Bruce Buchan: "To 'attract the attention of travellers': Instructions, Race and the Science of Colonisation, 1768-1800"
- Date: 24 April 2024, 15:00–16:00
- Location: English Park, 6-3025 (Karin Johansson Room) och online (Zoom)
- Type: Seminar
- Organiser: Department of History of Science and Ideas
- Contact person: Maria Florutau
Instructing Colonial Natural History Seminar
Research presentation by Bruce Buchan, Griffith University.
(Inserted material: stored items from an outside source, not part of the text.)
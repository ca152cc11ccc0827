use chrono::NaiveDateTime;

/// Parse an export's date and time fields.
///
/// Exports disagree on layout: times with seconds come month-first, times
/// without seconds come day-first. The year width is read off the date.
pub fn parse_timestamp(date: &str, time: &str) -> Option<NaiveDateTime> {
    let time = normalize_time(time);

    let four_digit_year = date
        .split('/')
        .nth(2)
        .is_some_and(|year| year.len() == 4);

    let (with_seconds, without_seconds) = if four_digit_year {
        ("%m/%d/%Y %I:%M:%S %p", "%d/%m/%Y %I:%M %p")
    } else {
        ("%m/%d/%y %I:%M:%S %p", "%d/%m/%y %I:%M %p")
    };

    let stamp = format!("{} {}", date.trim(), time);
    NaiveDateTime::parse_from_str(&stamp, with_seconds)
        .or_else(|_| NaiveDateTime::parse_from_str(&stamp, without_seconds))
        .ok()
}

fn normalize_time(time: &str) -> String {
    let mut time = time
        .replace(['\u{202f}', '\u{a0}'], " ")
        .trim()
        .to_uppercase();

    // "10:30PM" -> "10:30 PM"
    if time.ends_with("AM") || time.ends_with("PM") {
        let split = time.len() - 2;
        if !time[..split].ends_with(' ') {
            time.insert(split, ' ');
        }
    }

    time
}

#[cfg(test)]
mod tests {
    use super::*;
    use chrono::NaiveDate;

    fn dt(y: i32, mo: u32, d: u32, h: u32, mi: u32, s: u32) -> NaiveDateTime {
        NaiveDate::from_ymd_opt(y, mo, d)
            .unwrap()
            .and_hms_opt(h, mi, s)
            .unwrap()
    }

    #[test]
    fn test_with_seconds_is_month_first() {
        assert_eq!(
            parse_timestamp("1/5/24", "10:02:33 PM"),
            Some(dt(2024, 1, 5, 22, 2, 33))
        );
    }

    #[test]
    fn test_without_seconds_is_day_first() {
        assert_eq!(
            parse_timestamp("1/5/24", "9:15 am"),
            Some(dt(2024, 5, 1, 9, 15, 0))
        );
    }

    #[test]
    fn test_four_digit_year() {
        assert_eq!(
            parse_timestamp("13/05/2024", "11:00 pm"),
            Some(dt(2024, 5, 13, 23, 0, 0))
        );
    }

    #[test]
    fn test_narrow_no_break_space() {
        assert_eq!(
            parse_timestamp("3/9/24", "8:00:00\u{202f}AM"),
            Some(dt(2024, 3, 9, 8, 0, 0))
        );
    }

    #[test]
    fn test_missing_space_before_meridiem() {
        assert_eq!(
            parse_timestamp("1/5/24", "9:15pm"),
            Some(dt(2024, 5, 1, 21, 15, 0))
        );
    }

    #[test]
    fn test_garbage() {
        assert_eq!(parse_timestamp("99/99/99", "25:00 PM"), None);
    }
}
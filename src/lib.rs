// Public API exports
pub mod embedder;
pub mod output;
pub mod segmenter;
pub mod transcript;

// Re-export main types for convenience
pub use segmenter::{
    BoundaryPolicy, CentroidTracker, Chunk, ChunkAccumulator, ChunkId, Message, SegmentError,
    Segmenter, SegmenterConfig, SplitReason, Verdict,
};

pub use embedder::{Batcher, EmbedError, Embedder, EmbeddingClient, EmbeddingModelInfo};

pub use transcript::{
    MessageKind, TranscriptEntry, TranscriptError, TranscriptParser, parse_transcript, split_noise,
};

pub use output::{Manifest, write_chunks_json, write_entries_json};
For the zoom link, please contact: instructingnaturalhistory@idehist.uu.se
Abstract:
In 1784 the famed Scottish anatomist, William Hunter, declared to his students that only in the last 300 years had: “European science made a push westwards”. Daring “to go in search of another hemisphere,” Hunter continued, science “found it, and took possession of the whole.”[i] Hunter left his audience in no doubt that the greatest conquest of knowledge was the emerging “science of man”, won from new terrains and innumerable peoples now made subject to Enlightenment categories of knowledge across the globe. Far from being a merely parochial European consideration, this empire of science was truly universal in aspiration. Just over a decade after Hunter’s declaration, the professor of natural history and medicine in Philadelphia, Benjamin Smith Barton, likened natural historians in America to its colonial conquerors. “I may, without vanity, compare myself to the new settler in the wilderness of our country”, Barton wrote in 1798. Here in America, he declared: “I found no cultivated spot. … [but] succeeded in opening a path, which will serve to direct the traveller in his pilgrimage of science.”[ii] Natural historians following his trail, Barton wrote, will be like intellectual settlers who: “take possession of another, and perhaps richer, soil” by mapping the “physical and moral history of whole nations...”.[iii] In Hunter and Barton’s avowedly colonial conceptualisations of science lies a strangely neglected chapter in the history of humanity in the era of Enlightenment. In the reduction of all human populations and every human variation to categories of supposedly scientific knowledge, humanity became both subject to and an object of colonial Enlightenment. In this paper, I trace the extension of that colonisation of humanity in a series of instructions provided to a succession of British and French colonial voyages to the Pacific between 1768 and 1800.